#### [RECORD EXTRACTS]
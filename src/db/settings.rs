use crate::libs::error::{PlannerError, Result};
use crate::libs::planner::SettingsStore;
use crate::libs::settings::StudySettings;
use rusqlite::{params, Connection, OptionalExtension};

const SELECT_SETTINGS: &str = "SELECT start_date, end_date, daily_hours FROM settings WHERE id = 1";
const UPSERT_SETTINGS: &str = "INSERT INTO settings (id, start_date, end_date, daily_hours) VALUES (1, ?1, ?2, ?3)
    ON CONFLICT(id) DO UPDATE SET start_date = excluded.start_date, end_date = excluded.end_date, daily_hours = excluded.daily_hours";

/// Single-row [`SettingsStore`]; saving overwrites the previous window.
pub struct Settings<'a> {
    conn: &'a Connection,
}

impl<'a> Settings<'a> {
    pub fn new(conn: &'a Connection) -> Self {
        Settings { conn }
    }
}

impl SettingsStore for Settings<'_> {
    fn get_settings(&self) -> Result<Option<StudySettings>> {
        self.conn
            .query_row(SELECT_SETTINGS, [], |row| {
                Ok(StudySettings {
                    start_date: row.get(0)?,
                    end_date: row.get(1)?,
                    daily_hours: row.get(2)?,
                })
            })
            .optional()
            .map_err(|e| PlannerError::persistence("load settings", e))
    }

    fn save_settings(&mut self, settings: &StudySettings) -> Result<()> {
        self.conn
            .execute(
                UPSERT_SETTINGS,
                params![settings.start_date, settings.end_date, settings.daily_hours],
            )
            .map_err(|e| PlannerError::persistence("save settings", e))?;
        Ok(())
    }
}
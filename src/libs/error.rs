//! Domain error taxonomy for neetplan.
//!
//! Library operations (planner, stores, checklist) return [`PlannerError`];
//! command handlers wrap it in `anyhow::Error` on the way out.

use thiserror::Error;

/// Errors surfaced by planner operations and the persistence layer.
#[derive(Debug, Error)]
pub enum PlannerError {
    /// No active profile is configured, so there is no database to act on.
    #[error("no active profile; run `neetplan init --profile <name>` first")]
    NotAuthenticated,

    /// A read or write against a store failed.
    #[error("failed to {operation}: {message}")]
    PersistenceFailure { operation: &'static str, message: String },

    /// Input rejected before reaching the store.
    #[error("invalid input: {0}")]
    ValidationFailure(String),

    /// The addressed record does not exist.
    #[error("{0} not found")]
    NotFound(String),
}

impl PlannerError {
    /// Wraps any displayable store error as a persistence failure for `operation`.
    pub fn persistence(operation: &'static str, err: impl std::fmt::Display) -> Self {
        PlannerError::PersistenceFailure {
            operation,
            message: err.to_string(),
        }
    }

    pub fn validation(message: impl Into<String>) -> Self {
        PlannerError::ValidationFailure(message.into())
    }
}

pub type Result<T, E = PlannerError> = std::result::Result<T, E>;
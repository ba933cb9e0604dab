pub mod commands;
pub mod db;
pub mod libs;
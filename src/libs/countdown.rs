use chrono::{NaiveDate, NaiveDateTime, NaiveTime};
use std::fmt;

/// Time left until the exam starts.
#[derive(Debug, Clone, Copy, PartialEq, Eq)]
pub struct Countdown {
    pub days: i64,
    pub hours: i64,
    pub minutes: i64,
    pub seconds: i64,
}

impl Countdown {
    /// Time from `now` until midnight on `exam`; `None` once that moment has passed.
    pub fn until(exam: NaiveDate, now: NaiveDateTime) -> Option<Self> {
        let left = exam.and_time(NaiveTime::MIN) - now;
        if left.num_seconds() <= 0 {
            return None;
        }
        let total = left.num_seconds();
        Some(Countdown {
            days: total / 86_400,
            hours: total % 86_400 / 3_600,
            minutes: total % 3_600 / 60,
            seconds: total % 60,
        })
    }
}

impl fmt::Display for Countdown {
    fn fmt(&self, f: &mut fmt::Formatter<'_>) -> fmt::Result {
        write!(f, "{}d {:02}h {:02}m {:02}s", self.days, self.hours, self.minutes, self.seconds)
    }
}
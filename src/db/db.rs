use super::migrations::migrate;
use crate::libs::data_storage::DataStorage;
use crate::libs::error::{PlannerError, Result};
use rusqlite::Connection;
use std::path::Path;

/// Database file for `profile` inside the data directory.
pub fn db_file_name(profile: &str) -> String {
    format!("{}.db", profile)
}

/// A migrated SQLite connection. Stores borrow its connection.
pub struct Db {
    pub conn: Connection,
}

impl Db {
    pub fn open(path: &Path) -> Result<Db> {
        let conn = Connection::open(path).map_err(|e| PlannerError::persistence("open database", e))?;
        Self::migrated(conn)
    }

    pub fn for_profile(storage: &DataStorage, profile: &str) -> Result<Db> {
        let path = storage
            .get_path(&db_file_name(profile))
            .map_err(|e| PlannerError::persistence("resolve database path", e))?;
        Self::open(&path)
    }

    pub fn in_memory() -> Result<Db> {
        let conn = Connection::open_in_memory().map_err(|e| PlannerError::persistence("open database", e))?;
        Self::migrated(conn)
    }

    fn migrated(mut conn: Connection) -> Result<Db> {
        migrate(&mut conn).map_err(|e| PlannerError::persistence("migrate database", e))?;
        Ok(Db { conn })
    }
}

/// Reads a text column into any type parsed by `FromStr`.
pub(crate) fn parse_column<T>(row: &rusqlite::Row<'_>, idx: usize) -> rusqlite::Result<T>
where
    T: std::str::FromStr,
    T::Err: std::error::Error + Send + Sync + 'static,
{
    let raw: String = row.get(idx)?;
    raw.parse()
        .map_err(|e| rusqlite::Error::FromSqlConversionFailure(idx, rusqlite::types::Type::Text, Box::new(e)))
}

#### [TASK OBJECTIVE]
Determine how many lines of the material include the string "NaiveDateTime", and give only the resulting number.

#### [PROBLEM SOLUTION]
2